| Supplied records |
// SPDX-License-Identifier: Apache-2.0
// Copyright Open Network Fabric Authors

//! Names of the policy objects generated for a neighbor. Names are a pure function of the
//! neighbor identity (address and vrf), the IP family and, where relevant, the community or
//! local preference they implement. Hence, objects of distinct neighbors or families never
//! collide and the same config always yields the same names.

use config::internal::{Community, IpFamily, NeighborConfig};

/// Family tag used in the names of objects
fn fam(family: IpFamily) -> &'static str {
    match family {
        IpFamily::Ipv4 => "ipv4",
        IpFamily::Ipv6 | IpFamily::DualStack => "ipv6",
    }
}

////////////////////////////////////////////////////////////////////////////
/// Convenience trait to generate the names of the policy objects of a neighbor.
/// Only implemented for `NeighborConfig`.
////////////////////////////////////////////////////////////////////////////
pub(crate) trait NeighborPolicyNames {
    fn allowed_out_plist(&self, family: IpFamily) -> String;
    fn allowed_in_plist(&self, family: IpFamily) -> String;
    fn blocked_plist(&self, family: IpFamily) -> String;
    fn community_plist(&self, community: &Community, family: IpFamily) -> String;
    fn local_pref_plist(&self, local_pref: u32, family: IpFamily) -> String;
    fn import_rmap(&self) -> String;
    fn export_rmap(&self) -> String;
}

impl NeighborPolicyNames for NeighborConfig {
    fn allowed_out_plist(&self, family: IpFamily) -> String {
        format!("{}-pl-{}", self.id(), fam(family))
    }
    fn allowed_in_plist(&self, family: IpFamily) -> String {
        format!("{}-inpl-{}", self.id(), fam(family))
    }
    fn blocked_plist(&self, family: IpFamily) -> String {
        format!("{}-blocked-{}", self.id(), fam(family))
    }
    fn community_plist(&self, community: &Community, family: IpFamily) -> String {
        format!(
            "{}-{}-{}-community-prefixes",
            self.id(),
            community,
            fam(family)
        )
    }
    fn local_pref_plist(&self, local_pref: u32, family: IpFamily) -> String {
        format!(
            "{}-{}-{}-localpref-prefixes",
            self.id(),
            local_pref,
            fam(family)
        )
    }
    fn import_rmap(&self) -> String {
        format!("{}-in", self.id())
    }
    fn export_rmap(&self) -> String {
        format!("{}-out", self.id())
    }
}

| To do |
Since only the total is wanted, work out how many lines of the data above contain "NeighborConfig" and state it alone.

| Result |
3